Autoroute

Publié le par Christophe Pardon

Jean-Pierre Melville disait que c’était une erreur de filmer l’errance.
Il disait aussi que les westerns commencent toujours de la même façon.

A cette heure avancée de la nuit, 
L’axe prioritaire semble s’emprunter à contre-sens.
Ou à reculons.
Il me faut pourtant arriver ;
Je ne peux pas laisser le corps dans le coffre plus longtemps.
J’allume l’autoradio pour rester éveillé.
Définitivement, ce ne sont pas les faits qui font l’actualité,
Mais les journalistes.
Je crois percevoir Vladimir Poutine qui,
Comme un lapin pris dans la lumière de mes phares,
Pleure dos à la glissière de sécurité.
Je dois m’arrêter sur la bande d’arrêt d’urgence 
Pour vomir.
C’est le même dégout qui m’a pris l’autre jour
Dans la station de métro.
Des écrans plasma vociféraient des pubs dégoulinantes.
Des wagons d’un bleu pisseux
Déversaient sans retenue
Un flot de zombies hagards aux yeux vitreux.
Pour m’en sortir
J’avais dû suivre le sens du beau,
En rasant les murs
 - A défaut de pourvoir me raser la gueule.
Déjà en cavale, il me fallait devenir invisible.
Un homme sur lequel d’aucuns
N’eussent pu faire de projection.

Une fois l’estomac vide,
La faim me tenaille à nouveau.
Je ne peux pourtant pas me permettre
Une halte supplémentaire.
Le bulletin météorologique annonce la canicule 
Dès les premières heures du matin.
Je ne peux pas laisser le corps dans le coffre plus longtemps.
Le remugle sera épouvantable.

Je m’étais arrêté déjà pour dîner
Sur une aire,
Entre chien et loup.
Ce dernier m’observait traversant la cafétéria
Tandis que le premier,
Qui était resté couché docilement au pied de sa maîtresse,
S'était redressé subitement pour venir me renifler.
La chaise à laquelle était nouée la laisse
Se renversa.
La propriétaire de l’animal me jeta un regard
Mi-effrayé mi-suspicieux
Par-dessus les verres fumés de ses lunettes.
- Vous cherchez quelqu’un ? M’avait-elle demandé.
- L’assassin, toujours. Avais-je répondu.
- On ne se baigne jamais deux fois dans le même fleuve, vous savez ?
J’avais envie de lui rétorquer que,
Autant elle que moi,
Nous devrions toujours nettoyer les traces
Qu’on laisse derrière soi.
Je m’abstins.

Je pris un plateau comme tout le monde
Et suivis l’itinéraire gastronomique
Sur la desserte en inox.
Devant moi, 
Un couple
Dont la femme applaudissait 
Devant chaque plat industriel du présentoir.
Ses joues s’illuminaient
Et luisaient d’un rouge vermillon.
Avec son portable,
L’homme prenait en photo
Les assiettes de viande froide.
Je m’assis à une table.
A côté, deux jeunes femmes qui
Pendant la demi-heure où j’engloutis ma pitance,
Auront prononcé vingt et une fois le mot Ouallah
Et dit à cinq reprises
Qu’elles s’en battent les couilles,
Tout en jurant sur les têtes respectives
De leurs mères.
Je restai quelque peu sur ma faim,
Et repris la route en me faisant cette réflexion :
J’aurais mieux fait d’être anthropophage.

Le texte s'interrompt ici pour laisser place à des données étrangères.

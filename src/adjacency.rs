//! Unweighted, undirected graphs answered through neighbor queries.

use std::{
    collections::{HashMap, hash_map::Entry},
    fmt::Debug,
    hash::Hash,
};

use crate::error::{GraphError, Result};

/// Read-only queries the breadth-first search and the sequence classifier
/// need from a graph.
pub trait Adjacency {
    type Vertex: Eq + Hash + Clone + Debug;

    /// Whether `vertex` belongs to the graph.
    fn contains(&self, vertex: &Self::Vertex) -> bool;

    /// Fails unless `vertex` belongs to the graph.
    fn check_vertex(&self, vertex: &Self::Vertex) -> Result<()> {
        if self.contains(vertex) {
            Ok(())
        } else {
            Err(GraphError::unknown_vertex(vertex))
        }
    }

    /// Whether an edge joins `u` and `v`.  For undirected graphs the order
    /// of the arguments does not matter.
    fn has_edge(&self, u: &Self::Vertex, v: &Self::Vertex) -> bool;

    /// Iterates over the neighbors of `vertex`.  The order is fixed for a
    /// given graph, which makes searches over it deterministic.
    fn neighbors(&self, vertex: &Self::Vertex) -> impl Iterator<Item = Self::Vertex> + '_;

    /// Iterates over every vertex of the graph.
    fn vertices(&self) -> impl Iterator<Item = Self::Vertex> + '_;
}

/// An undirected graph keyed by vertex labels.  Vertices and neighbor
/// lists keep insertion order.  Adding an edge twice has no effect.
#[derive(Clone, Debug)]
pub struct AdjacencyGraph<V> {
    order: Vec<V>,
    neighbors: HashMap<V, Vec<V>>,
    num_edges: usize,
}

impl<V> Default for AdjacencyGraph<V> {
    fn default() -> Self {
        Self {
            order: Vec::new(),
            neighbors: HashMap::new(),
            num_edges: 0,
        }
    }
}

impl<V> AdjacencyGraph<V>
where
    V: Eq + Hash + Clone + Debug,
{
    pub fn new() -> Self {
        Self::default()
    }

    /// Builds a graph from a list of edges, adding endpoints as they appear.
    pub fn from_edges(edges: impl IntoIterator<Item = (V, V)>) -> Self {
        let mut graph = Self::new();
        for (u, v) in edges {
            graph.add_edge(u, v);
        }
        graph
    }

    /// Adds a vertex.  Returns `false` if it was already present.
    pub fn add_vertex(&mut self, vertex: V) -> bool {
        match self.neighbors.entry(vertex) {
            Entry::Occupied(_) => false,
            Entry::Vacant(entry) => {
                self.order.push(entry.key().clone());
                entry.insert(Vec::new());
                true
            }
        }
    }

    /// Adds an undirected edge, adding its endpoints if needed.  Returns
    /// `false` if the edge already existed.
    pub fn add_edge(&mut self, u: V, v: V) -> bool {
        self.add_vertex(u.clone());
        self.add_vertex(v.clone());
        if self.has_edge(&u, &v) {
            return false;
        }
        if u != v {
            self.neighbors.get_mut(&v).expect("vertex was just added").push(u.clone());
        }
        self.neighbors.get_mut(&u).expect("vertex was just added").push(v);
        self.num_edges += 1;
        true
    }

    pub fn num_vertices(&self) -> usize {
        self.order.len()
    }

    pub fn num_edges(&self) -> usize {
        self.num_edges
    }
}

impl<V> Adjacency for AdjacencyGraph<V>
where
    V: Eq + Hash + Clone + Debug,
{
    type Vertex = V;

    fn contains(&self, vertex: &V) -> bool {
        self.neighbors.contains_key(vertex)
    }

    fn has_edge(&self, u: &V, v: &V) -> bool {
        self.neighbors
            .get(u)
            .is_some_and(|neighbors| neighbors.contains(v))
    }

    fn neighbors(&self, vertex: &V) -> impl Iterator<Item = V> + '_ {
        self.neighbors
            .get(vertex)
            .into_iter()
            .flat_map(|neighbors| neighbors.iter().cloned())
    }

    fn vertices(&self) -> impl Iterator<Item = V> + '_ {
        self.order.iter().cloned()
    }
}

Maintenant, c’est le sommeil
Qui me gagne.
Avec toujours en conscience
Que d’un moment à l’autre
Peut surgir un chevreuil,
Traversant la quatre-voies
Comme tout à l’heure moi
La cafétéria,
Afin d’échapper à ses prédateurs.
A ces encenseurs pour l’échafaud,
Juges et parties
Auto-proclamés.
Le monde aujourd’hui
Se divise en deux catégories de personnes :
Celles qui font ce qu’elles peuvent
Et celles qui font ce qu’elles veulent.
Celles qui demandent : 
- Il vous reste de la couillonnade ?
Et celles qui répondent : 
- Mais oui, regardez ! Elle est toute belle, toute fraiche ma couillonnade.
Elle est de ce matin.

Béton, bitume et asphalte ;
Bretelles, échangeurs et péages 
Se succèdent, s’enchaînent et s’entremettent.
Nous qui étions là
Pour témoigner de la beauté du monde,
Nous l’avons défiguré,
Nous l’avons éviscéré.
Comment avons-nous pu le faire aussi laid ?
Si la beauté doit s’inviter à nouveau,
Nous devrons parler à voix basse,
On devra chuchoter même.
On devra lui déclarer notre amour
Et conspuer ses meurtriers.
On devra continuer surtout 
A s’enivrer.

Je change de station…

Stan Getz joue
Paris, cinq heures du matin.

Je ne peux pas laisser le corps dans le coffre plus longtemps.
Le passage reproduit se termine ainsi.